D. “For a snack, my child can have ice cream”
C. “We are going on a camping trip this weekend, and I have bought hot dogs to grill for his lunch”
Hot dogs pose a risk of aspiration for a child due to their size and shape. The other food choices do not pose such a risk.
A 2-year-old toddler is admitted to the hospital. Which of the following nursing interventions would you expect?
A. Ask the parent/guardian to leave the room when assessments are being performed.
B. Ask the parent/guardian to take the child’s favorite blanket home because anything from the outside should not be brought into the hospital.
C. Ask the parent/guardian to room-in with the child.
D. If the child is screaming, tell him this is inappropriate behavior.
C. Ask the parent/guardian to room-in with the child.
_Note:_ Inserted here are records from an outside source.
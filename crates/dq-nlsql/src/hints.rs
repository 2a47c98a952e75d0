//! Advisory hints for hand-written or generated queries

use sqlparser::dialect::SQLiteDialect;
use sqlparser::tokenizer::{Token, Tokenizer};

pub const HINT_ADD_LIMIT: &str = "Consider adding a LIMIT clause to prevent large result sets";
pub const HINT_ADD_WHERE: &str = "Consider adding a WHERE clause to filter results";
pub const HINT_ADD_ORDER_BY: &str = "Consider adding ORDER BY clause when using LIMIT or TOP";

/// Suggest improvements to a query. Unreadable SQL yields no hints.
pub fn suggest_improvements(sql: &str) -> Vec<&'static str> {
    let dialect = SQLiteDialect {};
    let tokens: Vec<Token> = match Tokenizer::new(&dialect, sql).tokenize() {
        Ok(tokens) => tokens
            .into_iter()
            .filter(|t| !matches!(t, Token::Whitespace(_) | Token::EOF))
            .collect(),
        Err(_) => return Vec::new(),
    };

    let has_word = |keyword: &str| tokens.iter().any(|t| is_keyword(t, keyword));
    let has_pair = |first: &str, second: &str| {
        tokens.windows(2).any(|w| is_keyword(&w[0], first) && is_keyword(&w[1], second))
    };
    let select_star = tokens
        .windows(2)
        .any(|w| is_keyword(&w[0], "SELECT") && matches!(w[1], Token::Mul));

    let has_limit = has_word("LIMIT");
    let mut hints = Vec::new();

    if !has_limit {
        hints.push(HINT_ADD_LIMIT);
    }
    if select_star && !has_word("WHERE") {
        hints.push(HINT_ADD_WHERE);
    }
    if (has_limit || has_word("TOP")) && !has_pair("ORDER", "BY") {
        hints.push(HINT_ADD_ORDER_BY);
    }

    hints
}

fn is_keyword(token: &Token, keyword: &str) -> bool {
    match token {
        Token::Word(word) => word.quote_style.is_none() && word.value.eq_ignore_ascii_case(keyword),
        _ => false,
    }
}

#[cfg(test)]
mod tests {
    use super::*;

    #[test]
    fn test_bare_select_star() {
        assert_eq!(
            suggest_improvements("SELECT * FROM t"),
            vec![HINT_ADD_LIMIT, HINT_ADD_WHERE]
        );
    }

    #[test]
    fn test_limit_without_order() {
        assert_eq!(
            suggest_improvements("SELECT name FROM t WHERE x > 1 LIMIT 5"),
            vec![HINT_ADD_ORDER_BY]
        );
    }

    #[test]
    fn test_well_formed_query() {
        assert!(suggest_improvements("SELECT * FROM t WHERE a = 1 ORDER BY a LIMIT 10;").is_empty());
    }

    #[test]
    fn test_keywords_in_literals_ignored() {
        let hints = suggest_improvements("SELECT 'limit' FROM t");
        assert_eq!(hints, vec![HINT_ADD_LIMIT]);
    }
}
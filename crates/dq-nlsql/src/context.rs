//! Schema context rendering

use std::fmt::Write;

use dq_data::{SqlValue, TableSchema};

/// Sample rows included in a context
const CONTEXT_SAMPLE_ROWS: usize = 3;

/// Describe a table's columns and sample rows as plain text.
///
/// Cell values are not escaped; the output is only read by the generator.
pub fn render(table_name: &str, schema: &TableSchema) -> String {
    let mut context = format!("Table name: {}\n\nColumns:\n", table_name);

    for column in &schema.columns {
        let _ = write!(context, "- {} ({})", column.name, column.declared_type);
        if column.is_primary_key {
            context.push_str(" [PRIMARY KEY]");
        }
        if column.not_null {
            context.push_str(" [NOT NULL]");
        }
        context.push('\n');
    }

    if !schema.sample_rows.is_empty() {
        context.push_str("\nSample data (first few rows):\n");
        let header = schema.column_names().join(" | ");
        context.push_str(&header);
        context.push('\n');
        context.push_str(&"-".repeat(header.chars().count()));
        context.push('\n');

        for row in schema.sample_rows.iter().take(CONTEXT_SAMPLE_ROWS) {
            let cells: Vec<String> = row.iter().map(context_value).collect();
            context.push_str(&cells.join(" | "));
            context.push('\n');
        }
    }

    context
}

fn context_value(value: &SqlValue) -> String {
    match value {
        SqlValue::Null => "NULL".to_string(),
        SqlValue::Integer(i) => i.to_string(),
        SqlValue::Real(f) => format!("{:?}", f),
        SqlValue::Text(s) => s.clone(),
        SqlValue::Blob(b) => format!("<{} bytes>", b.len()),
    }
}
//! Spreadsheet reader (first worksheet only)

use std::io::Cursor;

use calamine::{open_workbook_auto_from_rs, Data, DataType, Reader};
use tracing::{debug, warn};

use super::{RawTable, RawValue};
use crate::config::NullConfig;
use crate::IngestionError;

/// Format used when a native spreadsheet date is handed on as text
const DATETIME_TEXT_FORMAT: &str = "%Y-%m-%d %H:%M:%S";

/// Read the first worksheet. Its first row is the header.
pub fn read_first_sheet(bytes: &[u8], nulls: &NullConfig) -> Result<RawTable, IngestionError> {
    let mut workbook = open_workbook_auto_from_rs(Cursor::new(bytes.to_vec()))?;

    let sheet_count = workbook.sheet_names().len();
    if sheet_count > 1 {
        debug!("Workbook has {} sheets; reading only the first", sheet_count);
    }

    let range = match workbook.worksheet_range_at(0) {
        Some(range) => range?,
        None => return Err(IngestionError::Empty),
    };

    let mut rows = range.rows();
    let columns: Vec<String> = match rows.next() {
        Some(header) => header.iter().map(header_text).collect(),
        None => return Ok(RawTable::default()),
    };

    let rows: Vec<Vec<RawValue>> = rows
        .map(|row| row.iter().map(|cell| cell_value(cell, nulls)).collect())
        .collect();

    debug!("Read {} spreadsheet rows across {} columns", rows.len(), columns.len());
    Ok(RawTable { columns, rows })
}

fn header_text(cell: &Data) -> String {
    match cell {
        Data::Empty => String::new(),
        other => other.as_string().unwrap_or_else(|| other.to_string()),
    }
}

/// Convert one cell. Native dates become text so that date detection treats
/// them like any other date string.
pub(crate) fn cell_value(cell: &Data, nulls: &NullConfig) -> RawValue {
    match cell {
        Data::Empty => RawValue::Null,
        Data::Int(i) => RawValue::Integer(*i),
        Data::Float(f) if f.is_nan() => RawValue::Null,
        Data::Float(f) => RawValue::Float(*f),
        Data::String(s) if nulls.is_null(s) => RawValue::Null,
        Data::String(s) => RawValue::Text(s.clone()),
        Data::Bool(b) => RawValue::Text(if *b { "True" } else { "False" }.to_string()),
        Data::DateTime(_) => match cell.as_datetime() {
            Some(dt) => RawValue::Text(dt.format(DATETIME_TEXT_FORMAT).to_string()),
            None => {
                warn!("Unrepresentable spreadsheet date {:?}", cell);
                RawValue::Null
            }
        },
        Data::DateTimeIso(s) | Data::DurationIso(s) => RawValue::Text(s.clone()),
        Data::Error(_) => RawValue::Null,
    }
}

#[cfg(test)]
mod tests {
    use super::*;

    const PEOPLE_XLSX: &[u8] =
        include_bytes!(concat!(env!("CARGO_MANIFEST_DIR"), "/tests/fixtures/people.xlsx"));

    #[test]
    fn test_reads_first_sheet_of_workbook() {
        let raw = read_first_sheet(PEOPLE_XLSX, &NullConfig::default()).unwrap();

        assert_eq!(raw.columns, vec!["Name", "Joined On", "Visits", "Score"]);
        assert_eq!(raw.rows.len(), 3);
        assert_eq!(raw.rows[0][0], RawValue::Text("Ann".to_string()));
        assert_eq!(
            raw.rows[0][1],
            RawValue::Text("2024-01-05 00:00:00".to_string())
        );
        assert_eq!(raw.rows[0][2], RawValue::Float(3.0));
        assert_eq!(raw.rows[2][1], RawValue::Null);
    }

    #[test]
    fn test_cell_conversion() {
        let nulls = NullConfig::default();
        assert_eq!(cell_value(&Data::Empty, &nulls), RawValue::Null);
        assert_eq!(cell_value(&Data::Int(7), &nulls), RawValue::Integer(7));
        assert_eq!(cell_value(&Data::Float(2.5), &nulls), RawValue::Float(2.5));
        assert_eq!(cell_value(&Data::Float(f64::NAN), &nulls), RawValue::Null);
        assert_eq!(
            cell_value(&Data::String("NA".to_string()), &nulls),
            RawValue::Null
        );
        assert_eq!(
            cell_value(&Data::Bool(true), &nulls),
            RawValue::Text("True".to_string())
        );
        assert_eq!(
            cell_value(&Data::DateTimeIso("2024-01-05T10:00:00".to_string()), &nulls),
            RawValue::Text("2024-01-05T10:00:00".to_string())
        );
    }

    #[test]
    fn test_header_text() {
        assert_eq!(header_text(&Data::String("Name".to_string())), "Name");
        assert_eq!(header_text(&Data::Empty), "");
        assert_eq!(header_text(&Data::Int(2023)), "2023");
    }

    #[test]
    fn test_garbage_bytes_rejected() {
        let result = read_first_sheet(b"definitely not a workbook", &NullConfig::default());
        assert!(matches!(result, Err(IngestionError::Excel(_))));
    }
}
//! Raw readers for uploaded files
//!
//! Readers only split bytes into a header row and positional cells. Typing
//! happens later in [`crate::schema`].

pub mod csv_source;
pub mod excel_source;

use std::fmt;

use tracing::debug;

use crate::config::NullConfig;
use crate::IngestionError;

/// A single cell as read from the upload
#[derive(Debug, Clone, PartialEq)]
pub enum RawValue {
    Null,
    Text(String),
    Integer(i64),
    Float(f64),
}

impl RawValue {
    pub fn is_null(&self) -> bool {
        matches!(self, RawValue::Null)
    }
}

impl fmt::Display for RawValue {
    fn fmt(&self, f: &mut fmt::Formatter<'_>) -> fmt::Result {
        match self {
            RawValue::Null => f.write_str(""),
            RawValue::Text(s) => f.write_str(s),
            RawValue::Integer(i) => write!(f, "{}", i),
            RawValue::Float(v) => write!(f, "{}", v),
        }
    }
}

static NULL_CELL: RawValue = RawValue::Null;

/// Header row plus positional rows. Every row has exactly `columns.len()` cells.
#[derive(Debug, Clone, Default, PartialEq)]
pub struct RawTable {
    pub columns: Vec<String>,
    pub rows: Vec<Vec<RawValue>>,
}

impl RawTable {
    pub fn row_count(&self) -> usize {
        self.rows.len()
    }

    /// Cells of one column, top to bottom
    pub fn column_values(&self, index: usize) -> impl Iterator<Item = &RawValue> + '_ {
        self.rows.iter().map(move |row| row.get(index).unwrap_or(&NULL_CELL))
    }

    /// Pad short rows and replace blank headers with `Unnamed: {i}`
    pub(crate) fn normalized(mut self) -> Self {
        for (i, name) in self.columns.iter_mut().enumerate() {
            if name.trim().is_empty() {
                *name = format!("Unnamed: {}", i);
            }
        }
        let width = self.columns.len();
        for row in &mut self.rows {
            row.resize(width, RawValue::Null);
        }
        self
    }
}

/// Upload formats recognized by extension
#[derive(Debug, Clone, Copy, PartialEq, Eq)]
pub enum FileType {
    Csv,
    Excel,
}

impl FileType {
    pub fn from_file_name(file_name: &str) -> Result<Self, IngestionError> {
        let ext = file_name
            .rsplit_once('.')
            .map(|(_, ext)| ext.to_ascii_lowercase())
            .unwrap_or_default();

        match ext.as_str() {
            "csv" => Ok(FileType::Csv),
            "xlsx" | "xls" => Ok(FileType::Excel),
            _ => Err(IngestionError::UnsupportedFormat(file_name.to_string())),
        }
    }
}

/// Read an upload into a [`RawTable`], choosing the reader from the file name
pub fn read_upload(bytes: &[u8], file_name: &str) -> Result<RawTable, IngestionError> {
    read_upload_with(bytes, file_name, &NullConfig::default())
}

pub fn read_upload_with(
    bytes: &[u8],
    file_name: &str,
    nulls: &NullConfig,
) -> Result<RawTable, IngestionError> {
    let file_type = FileType::from_file_name(file_name)?;
    debug!("Reading {} as {:?} ({} bytes)", file_name, file_type, bytes.len());

    let table = match file_type {
        FileType::Csv => csv_source::read_csv(bytes, nulls)?,
        FileType::Excel => excel_source::read_first_sheet(bytes, nulls)?,
    };

    if table.columns.is_empty() {
        return Err(IngestionError::Empty);
    }
    Ok(table.normalized())
}

#[cfg(test)]
mod tests {
    use super::*;

    #[test]
    fn test_file_type_detection() {
        assert_eq!(FileType::from_file_name("a.csv").unwrap(), FileType::Csv);
        assert_eq!(FileType::from_file_name("A.CSV").unwrap(), FileType::Csv);
        assert_eq!(FileType::from_file_name("b.xlsx").unwrap(), FileType::Excel);
        assert_eq!(FileType::from_file_name("c.xls").unwrap(), FileType::Excel);
    }

    #[test]
    fn test_unsupported_format() {
        for name in ["notes.txt", "data.json", "noext"] {
            assert!(matches!(
                read_upload(b"a,b\n1,2\n", name),
                Err(IngestionError::UnsupportedFormat(_))
            ));
        }
    }

    #[test]
    fn test_empty_upload() {
        assert!(matches!(read_upload(b"", "empty.csv"), Err(IngestionError::Empty)));
    }

    #[test]
    fn test_blank_headers_named_by_position() {
        let table = read_upload(b"a,,c\n1,2,3\n", "t.csv").unwrap();
        assert_eq!(table.columns, vec!["a", "Unnamed: 1", "c"]);
    }

    #[test]
    fn test_short_rows_padded() {
        let table = read_upload(b"a,b,c\n1,2\n", "t.csv").unwrap();
        assert_eq!(table.rows[0].len(), 3);
        assert_eq!(table.rows[0][2], RawValue::Null);
    }
}
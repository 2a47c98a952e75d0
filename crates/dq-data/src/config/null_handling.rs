//! Missing-value markers recognized while reading uploads

use serde::{Deserialize, Serialize};

/// Tokens read as a missing cell. Matching is exact unless configured
/// otherwise, so `"NA"` is null but `"Na"` is data.
#[derive(Debug, Clone, Serialize, Deserialize)]
pub struct NullConfig {
    pub markers: Vec<String>,

    /// Trim surrounding whitespace before matching
    pub trim_whitespace: bool,

    pub case_sensitive: bool,
}

const DEFAULT_MARKERS: &[&str] = &[
    "", "#N/A", "#N/A N/A", "#NA", "-1.#IND", "-1.#QNAN", "-NaN", "-nan", "1.#IND", "1.#QNAN",
    "<NA>", "N/A", "NA", "NULL", "NaN", "None", "n/a", "nan", "null",
];

impl Default for NullConfig {
    fn default() -> Self {
        Self {
            markers: DEFAULT_MARKERS.iter().map(|m| m.to_string()).collect(),
            trim_whitespace: false,
            case_sensitive: true,
        }
    }
}

impl NullConfig {
    pub fn is_null(&self, value: &str) -> bool {
        let value = if self.trim_whitespace { value.trim() } else { value };

        self.markers.iter().any(|marker| {
            if self.case_sensitive {
                value == marker
            } else {
                value.eq_ignore_ascii_case(marker)
            }
        })
    }

    pub fn add_marker(&mut self, marker: impl Into<String>) {
        let marker = marker.into();
        if !self.markers.contains(&marker) {
            self.markers.push(marker);
        }
    }
}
Rooming-in promotes parent-child attachment and provides comfort to the child. Items familiar to the child should be allowed in the hospital to provide comfort.
Which instruction should be given to the client who is fitted for a behind-the-ear hearing aid?
A. Remove the mold and clean every week.
B. Store the hearing aid in a warm place.
C. Clean the lint from the hearing aid with a toothpick.
D. Change the batteries weekly.
B. Store the hearing aid in a warm place.
The hearing aid should be stored in a warm, dry place. It should be cleaned daily, and a toothpick should not be used as it might break off in the hearing aid. Battery replacement frequency depends on usage and type.
A priority nursing diagnosis for a child being admitted from surgery following a tonsillectomy is:
A. Body image disturbance.
B. Impaired verbal communication.
C. Risk for aspiration.
D. Pain.
C. Risk for aspiration.
Risk for aspiration is the highest priority due to the potential for airway obstruction from bleeding or swelling after a tonsillectomy.